In June, 2007, the new pro-abortion Attorney General, Paul Morrison, issued a letter “clearing” Planned Parenthood of any wrong-doing. This letter disturbed Judge Richard Anderson, who was the custodian of the evidence and the judge who had been involved in overseeing Kline’s investigations.
Six months later, Morrison was forced to resign in disgrace amid a scandal involving his attempts to persuade his illicit lover in the DA’s office to obstruct Kline’s abortion investigations.
Finally, in October, 2007, Kline filed the charges but the new Attorney General, Steven Six, who was appointed by pro-abortion ex-Gov. Kathleen Sebelius placed a gag order on Judge Anderson and the evidence against Planned Parenthood. Anderson was told not to comply with the District Attorney’s subpoenas.

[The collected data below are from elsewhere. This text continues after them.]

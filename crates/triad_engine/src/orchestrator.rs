use triad_core::{
    update, AppState, AppViewModel, ArticleSource, Backend, Effect, InputMode, Msg, OperationId,
    ValidationNotice,
};

use crate::{run_fan_out, EngineEvent, SummaryClient};

/// How an operation ended.
#[derive(Debug, Clone, PartialEq, Eq)]
pub enum Completion {
    /// All three backends settled; `failed` lists the ones that got a placeholder.
    Settled {
        operation: OperationId,
        failed: Vec<Backend>,
    },
    /// Input was rejected before any request was issued.
    Rejected(ValidationNotice),
    /// The payload never left the client; every slot shows the error.
    Aborted {
        operation: OperationId,
        message: String,
    },
}

/// One user session: owns the UI state and drives fan-outs to completion.
pub struct Orchestrator<C> {
    state: AppState,
    client: C,
}

impl<C: SummaryClient> Orchestrator<C> {
    pub fn new(client: C) -> Self {
        Self {
            state: AppState::new(),
            client,
        }
    }

    pub fn state(&self) -> &AppState {
        &self.state
    }

    pub fn view(&self) -> AppViewModel {
        self.state.view()
    }

    pub fn session_text(&self) -> &str {
        self.state.session_text()
    }

    pub fn select_tab(&mut self, backend: Backend) {
        self.dispatch(Msg::TabSelected(backend));
    }

    pub fn select_input_mode(&mut self, mode: InputMode) {
        self.dispatch(Msg::InputModeSelected(mode));
    }

    /// Applies a message and returns the effects without running them.
    pub fn dispatch(&mut self, msg: Msg) -> Vec<Effect> {
        let state = std::mem::take(&mut self.state);
        let (state, effects) = update(state, msg);
        self.state = state;
        effects
    }

    pub async fn submit(&mut self, source: ArticleSource, prompt: Option<String>) -> Completion {
        self.dispatch(Msg::InputModeSelected(source.mode()));
        match source {
            ArticleSource::Url(url) => self.dispatch(Msg::UrlInputChanged(url)),
            ArticleSource::RawText(text) => self.dispatch(Msg::TextInputChanged(text)),
        };
        self.dispatch(Msg::PromptInputChanged(prompt.unwrap_or_default()));
        let fallback = match self.state.input_mode() {
            InputMode::Url => ValidationNotice::MissingUrl,
            InputMode::Text => ValidationNotice::MissingText,
        };
        let effects = self.dispatch(Msg::SubmitClicked);
        self.run(effects, fallback).await
    }

    pub async fn refine(&mut self, prompt: impl Into<String>) -> Completion {
        self.dispatch(Msg::FollowUpInputChanged(prompt.into()));
        let effects = self.dispatch(Msg::RefineClicked);
        self.run(effects, ValidationNotice::MissingFollowUp).await
    }

    // Submit and refine each yield exactly one effect.
    async fn run(&mut self, effects: Vec<Effect>, fallback: ValidationNotice) -> Completion {
        let Some(effect) = effects.into_iter().next() else {
            return Completion::Rejected(fallback);
        };
        match effect {
            Effect::ShowNotice(notice) => Completion::Rejected(notice),
            Effect::FanOut {
                operation,
                kind,
                request,
            } => match run_fan_out(&self.client, operation, kind, &request).await {
                EngineEvent::FanOutCompleted {
                    operation,
                    kind,
                    outcomes,
                } => {
                    let failed = outcomes
                        .iter()
                        .filter(|outcome| outcome.result.is_err())
                        .map(|outcome| outcome.backend)
                        .collect();
                    self.dispatch(Msg::SummariesArrived {
                        operation,
                        kind,
                        outcomes,
                    });
                    Completion::Settled { operation, failed }
                }
                EngineEvent::FanOutFailed {
                    operation,
                    kind,
                    message,
                } => {
                    self.dispatch(Msg::FanOutFailed {
                        operation,
                        kind,
                        message: message.clone(),
                    });
                    Completion::Aborted { operation, message }
                }
            },
        }
    }
}
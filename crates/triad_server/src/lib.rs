//! Triad summary service: one `/summarize/<backend>` endpoint per model.
pub mod config;
pub mod decode;
pub mod error;
pub mod extract;
pub mod fetch;
pub mod providers;
pub mod routes;
mod server;

pub use config::{mask_key, ProviderConfig, ServerArgs, ServerConfig};
pub use error::{ApiError, ApiResult};
pub use fetch::{ArticleFetcher, FetchError, FetchFailure, FetchSettings, ReqwestArticleFetcher};
pub use providers::{ProviderError, ProviderSet, SummaryProvider, DEFAULT_PROMPT};
pub use routes::{create_router, ServerState};
pub use server::{bind_listener, build_state, run};
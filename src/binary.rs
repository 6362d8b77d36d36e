//! Binary heap ordered by a runtime predicate
//!
//! [`PriorityQueue`] stores its elements in a single `Vec` laid out as an
//! implicit binary tree: the children of index `i` live at `2i + 1` and
//! `2i + 2`, its parent at `(i - 1) / 2`. The ordering is a predicate
//! `before(a, b)` that returns true when `a` must sit closer to the root than
//! `b`, so the same type serves as a min-heap, a max-heap or anything keyed on
//! a field of `T`.
//!
//! # Time Complexity
//!
//! | Operation      | Complexity      |
//! |----------------|-----------------|
//! | `push`         | O(log n)        |
//! | `pop`          | O(log n)        |
//! | `top`          | O(1)            |
//! | `fill`         | O(n)            |
//! | `increase_key` | O(n) + O(log n) |
//!
//! # Example
//!
//! ```rust
//! use rust_priority_queue::Heap;
//! use rust_priority_queue::binary::PriorityQueue;
//!
//! // Longest word first
//! let mut heap = PriorityQueue::with_order(|a: &&str, b: &&str| a.len() > b.len());
//! heap.fill(["fig", "banana", "kiwi"]);
//!
//! assert_eq!(heap.pop(), Ok("banana"));
//! assert_eq!(heap.pop(), Ok("kiwi"));
//! assert_eq!(heap.pop(), Ok("fig"));
//! assert!(heap.pop().is_err());
//! ```

use std::fmt;
use std::iter::FusedIterator;

use crate::ordering::natural;
use crate::traits::{Heap, HeapError, IncreaseKeyHeap};

/// A binary heap whose order is fixed by a predicate supplied at construction
///
/// `F` defaults to a plain function pointer, which is what the natural-order
/// constructors ([`PriorityQueue::new`], [`PriorityQueue::with_capacity`])
/// and the helpers in [`ordering`](crate::ordering) produce. Closures work
/// too; the queue then carries the closure's own type.
#[derive(Clone)]
pub struct PriorityQueue<T, F = fn(&T, &T) -> bool> {
    /// Elements in heap order; `data[0]` is the top
    data: Vec<T>,
    /// Returns true when the first argument has strictly higher priority
    before: F,
}

impl<T: Ord> PriorityQueue<T> {
    /// Creates an empty min-heap using `T`'s natural ordering
    pub fn new() -> Self {
        Self::with_order(natural::<T>)
    }

    /// Creates an empty min-heap with storage reserved for `capacity` elements
    ///
    /// The capacity is a hint, not a bound: the heap grows past it as needed.
    pub fn with_capacity(capacity: usize) -> Self {
        Self::with_capacity_and_order(capacity, natural::<T>)
    }
}

impl<T: Ord> Default for PriorityQueue<T> {
    fn default() -> Self {
        Self::new()
    }
}

impl<T, F> PriorityQueue<T, F>
where
    F: Fn(&T, &T) -> bool,
{
    /// Creates an empty heap ordered by `before`
    pub fn with_order(before: F) -> Self {
        Self {
            data: Vec::new(),
            before,
        }
    }

    /// Creates an empty heap ordered by `before`, with storage reserved for
    /// `capacity` elements
    pub fn with_capacity_and_order(capacity: usize, before: F) -> Self {
        Self {
            data: Vec::with_capacity(capacity),
            before,
        }
    }

    /// Replaces the contents of the heap with the elements of `iter`
    ///
    /// The new elements are collected before the old ones are released, so a
    /// panicking iterator leaves the heap exactly as it was.
    ///
    /// # Time Complexity
    /// O(n), using bottom-up heap construction.
    pub fn fill<I: IntoIterator<Item = T>>(&mut self, iter: I) {
        self.data = iter.into_iter().collect();
        self.rebuild();
    }

    /// Fallible variant of [`fill`](Self::fill)
    ///
    /// Stops at the first `Err` and returns it; the heap keeps its previous
    /// contents in that case.
    ///
    /// # Example
    ///
    /// ```rust
    /// use rust_priority_queue::Heap;
    /// use rust_priority_queue::binary::PriorityQueue;
    ///
    /// let mut heap = PriorityQueue::new();
    /// heap.push(7);
    ///
    /// let parsed = ["3", "x", "1"].iter().map(|s| s.parse::<i32>());
    /// assert!(heap.try_fill(parsed).is_err());
    /// assert_eq!(heap.as_slice(), &[7]);
    /// ```
    pub fn try_fill<I, E>(&mut self, iter: I) -> Result<(), E>
    where
        I: IntoIterator<Item = Result<T, E>>,
    {
        let data = iter.into_iter().collect::<Result<Vec<T>, E>>()?;
        self.data = data;
        self.rebuild();
        Ok(())
    }

    /// Inserts `value`, reporting allocation failure instead of aborting
    ///
    /// # Errors
    /// Returns [`HeapError::Allocation`] if storage could not grow. The heap is
    /// unchanged and `value` is dropped.
    pub fn try_push(&mut self, value: T) -> Result<(), HeapError> {
        self.data.try_reserve(1)?;
        self.push(value);
        Ok(())
    }

    /// Consumes the heap and returns its elements in priority order,
    /// highest priority first
    pub fn into_sorted_vec(self) -> Vec<T> {
        self.into_iter_sorted().collect()
    }

    /// Consumes the heap, yielding its elements in priority order
    pub fn into_iter_sorted(self) -> IntoIterSorted<T, F> {
        IntoIterSorted { heap: self }
    }

    /// Moves the element at `index` toward the root until its parent orders
    /// before it (or it becomes the root)
    fn sift_up(&mut self, mut index: usize) {
        while index > 0 {
            let parent = (index - 1) / 2;
            if (self.before)(&self.data[index], &self.data[parent]) {
                self.data.swap(index, parent);
                index = parent;
            } else {
                break;
            }
        }
    }

    /// Moves the element at `index` toward the leaves until neither child
    /// orders before it
    fn sift_down(&mut self, mut index: usize) {
        let len = self.data.len();
        loop {
            let left = 2 * index + 1;
            let right = left + 1;
            let mut first = index;

            if left < len && (self.before)(&self.data[left], &self.data[first]) {
                first = left;
            }
            if right < len && (self.before)(&self.data[right], &self.data[first]) {
                first = right;
            }

            if first == index {
                break;
            }
            self.data.swap(index, first);
            index = first;
        }
    }

    /// Restores the heap property over the whole vector
    fn rebuild(&mut self) {
        for index in (0..self.data.len() / 2).rev() {
            self.sift_down(index);
        }
    }
}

Two judges have determined that the files show “probable cause” that the abortion business violated state abortion laws and falsified medical records. Kline legally received the records during his investigation of Planned Parenthood and transferred them to his new office when he became the county attorney.
The records showed, according to Anderson, that the age of the babies involved in the abortions had been altered to hide the fact that Planned Parenthood was engaging in illegal late-term abortions. Kline has also said Planned Parenthood engaged in a felony by making copies of state health department abortion reports that it failed to keep on file as required by law.